Привыкаешь и к этому. Они поют и свистят, а ты идёшь, и даже внимание не конденсируется. Сильнее впечатление от ухающих взрывов мин и снарядов. Слышно как они свистят в воздухе, а потом ух! И столб дыма, сломанные деревья, летящая щепа, комки земли, снег. Всё это потом садится на голову помпейским дождём. В общем пока всё благополучно. Авось и дальше то же самое.

Некоторые «счастливцы» получают от своих посылки. Удаётся отправить. Говорят, что дело только в отправке, если на почте примут, дальше пойдёт. При наличии уменья или блатика можно уговорить почтарей.

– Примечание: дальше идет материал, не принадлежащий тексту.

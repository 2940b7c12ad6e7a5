// SPDX-License-Identifier: BUSL-1.1
// Copyright (c) 2026 Alfred Jean LLC

//! The log tailer and extractor (§4.6): follows a file from EOF,
//! recognizes authentication-failure lines, extracts the offending IPv4,
//! and enqueues it onto the event channel, deduplicating near-duplicates.
//!
//! Also hosts [`collect_events`], a standalone helper unrelated to the
//! live tail loop: it snapshots the last few lines of a file as
//! `log_line` records for ad-hoc inspection.

use crate::error::TailerError;
use hids_core::SrcId;
use regex::Regex;
use serde::{Deserialize, Serialize};
use std::collections::HashMap;
use std::fs::File;
use std::io::{BufRead, BufReader, Read, Seek, SeekFrom};
use std::path::{Path, PathBuf};
use std::sync::atomic::{AtomicBool, Ordering};
use std::sync::{Arc, OnceLock};
use std::time::Duration;

/// Sliding-window dedup TTL (§4.6).
pub const CACHE_TTL: Duration = Duration::from_secs(2);
const DEFAULT_POLL_INTERVAL: Duration = Duration::from_secs(1);

fn failure_pattern() -> &'static Regex {
    static PATTERN: OnceLock<Regex> = OnceLock::new();
    PATTERN.get_or_init(|| {
        Regex::new(r"(?i)failed|failure|invalid password|authentication error|login failed|authentication rejected")
            .expect("static failure-keyword pattern is valid")
    })
}

fn ipv4_pattern() -> &'static Regex {
    static PATTERN: OnceLock<Regex> = OnceLock::new();
    PATTERN.get_or_init(|| {
        Regex::new(r"(\d{1,3}\.){3}\d{1,3}").expect("static IPv4 pattern is valid")
    })
}

/// Extract the first dotted-quad IPv4 address from a line that already
/// matched the failure-keyword pattern. Returns `None` if no address is
/// present, in which case the line is dropped without being enqueued.
fn extract_ip(line: &str) -> Option<&str> {
    ipv4_pattern().find(line).map(|m| m.as_str())
}

/// A 2-second sliding cache over `"{ip}:{raw_line}"`, evicted lazily on
/// each lookup rather than on a background timer.
struct DedupCache {
    seen: HashMap<String, std::time::Instant>,
}

impl DedupCache {
    fn new() -> Self {
        Self {
            seen: HashMap::new(),
        }
    }

    /// Returns `true` if `key` was already seen within [`CACHE_TTL`],
    /// recording it as seen either way.
    fn is_duplicate(&mut self, key: String) -> bool {
        let now = std::time::Instant::now();
        self.seen
            .retain(|_, seen_at| now.duration_since(*seen_at) < CACHE_TTL);
        let duplicate = self.seen.contains_key(&key);
        self.seen.insert(key, now);
        duplicate
    }
}

/// Follows `path` from EOF, recognizing authentication-failure lines and
/// forwarding the extracted source IP to a sink closure. Tolerant of
/// truncation/rotation only insofar as re-reading from the current
/// offset on the next tick is acceptable (§9 design note); it does not
/// detect or specially handle either.
pub struct LogTailer {
    path: PathBuf,
    poll_interval: Duration,
    shutdown: Arc<AtomicBool>,
}

impl LogTailer {
    pub fn new(path: impl Into<PathBuf>, shutdown: Arc<AtomicBool>) -> Self {
        Self {
            path: path.into(),
            poll_interval: DEFAULT_POLL_INTERVAL,
            shutdown,
        }
    }

    pub fn with_poll_interval(mut self, interval: Duration) -> Self {
        self.poll_interval = interval;
        self
    }

    /// Run the tail loop, calling `on_event(SrcId)` for each non-duplicate
    /// failure line with a recognizable source IP. Returns once the
    /// shutdown flag is observed.
    pub async fn run<F>(self, mut on_event: F) -> Result<(), TailerError>
    where
        F: FnMut(SrcId),
    {
        let mut file = open_or_create(&self.path)?;
        file.seek(SeekFrom::End(0))
            .map_err(TailerError::Read)?;
        let mut reader = BufReader::new(file);
        let mut dedup = DedupCache::new();
        let mut line = String::new();

        loop {
            if self.shutdown.load(Ordering::Relaxed) {
                return Ok(());
            }

            line.clear();
            let bytes_read = reader.read_line(&mut line).map_err(TailerError::Read)?;
            if bytes_read == 0 {
                tokio::time::sleep(self.poll_interval).await;
                continue;
            }

            let trimmed = line.trim_end_matches(['\n', '\r']);
            if trimmed.is_empty() || !failure_pattern().is_match(trimmed) {
                continue;
            }
            let Some(ip) = extract_ip(trimmed) else {
                continue;
            };
            let key = format!("{ip}:{trimmed}");
            if dedup.is_duplicate(key) {
                continue;
            }
            on_event(SrcId::new(ip));
        }
    }
}

fn open_or_create(path: &Path) -> Result<File, TailerError> {
    std::fs::OpenOptions::new()
        .read(true)
        .create(true)
        .write(true)
        .open(path)
        .map_err(|source| TailerError::Open {
            path: path.display().to_string(),
            source,
        })
}

/// A line snapshot returned by [`collect_events`].
#[derive(Debug, Clone, Serialize, Deserialize, PartialEq, Eq)]
pub struct LogLineEvent {
    #[serde(rename = "type")]
    pub event_type: String,
    pub message: String,
    pub timestamp: String,
}

/// Returns at most `limit` of the **last** trimmed non-empty lines of
/// `path` as `log_line` records. `limit <= 0` and a missing file both
/// return an empty sequence without error.
pub fn collect_events(limit: i64, path: impl AsRef<Path>) -> Vec<LogLineEvent> {
    if limit <= 0 {
        return Vec::new();
    }
    let path = path.as_ref();
    let Ok(mut file) = File::open(path) else {
        return Vec::new();
    };
    let mut contents = String::new();
    if file.read_to_string(&mut contents).is_err() {
        return Vec::new();
    }

    let lines: Vec<&str> = contents
        .lines()
        .map(str::trim)
        .filter(|line| !line.is_empty())
        .collect();
    let start = lines.len().saturating_sub(limit as usize);
    let timestamp = chrono::Utc::now()
        .format("%Y-%m-%dT%H:%M:%S%.3fZ")
        .to_string();
    lines[start..]
        .iter()
        .map(|line| LogLineEvent {
            event_type: "log_line".to_string(),
            message: (*line).to_string(),
            timestamp: timestamp.clone(),
        })
        .collect()
}

#[cfg(test)]
#[path = "tailer_tests.rs"]
mod tests;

В общем, многие устраиваются. Ассортимент обычный: махорка, табак папиросы, сало, жир любой, масло, сухари простые и сдобные, чёрные и белые, годятся даже крупы и муки, концентраты, сахар, конфеты и всё вообще, что можно жевать, пить (спирт, одеколон, водка, денатурат).
Если сможешь, то обязательно вышли. В такой поддержке насущно нуждаюсь, буквально, для укрепления здоровья. Нужна очень тщательная и надёжная упаковка, чтобы нельзя было залезть и не промокло бы. Выясни возможность, от себя или через учреждение. Вес, кажется, до 10 килограмм.
Вот пока и всё. Третий аттестат ещё на 200 рублей оформляю, скоро получите, тогда будет у тебя ровно на 500 рублей.
Целую вас, родные, нежно и горячо.
Привет твоим, ваш папка»

На этом письме переписка Георгия Федоровича Стааля с женой оборвалась. 16 марта 1942 года он погиб в бою с захватчиками. Похоронили его в братской могиле на опушке леса к юго-востоку от деревни Хандрово.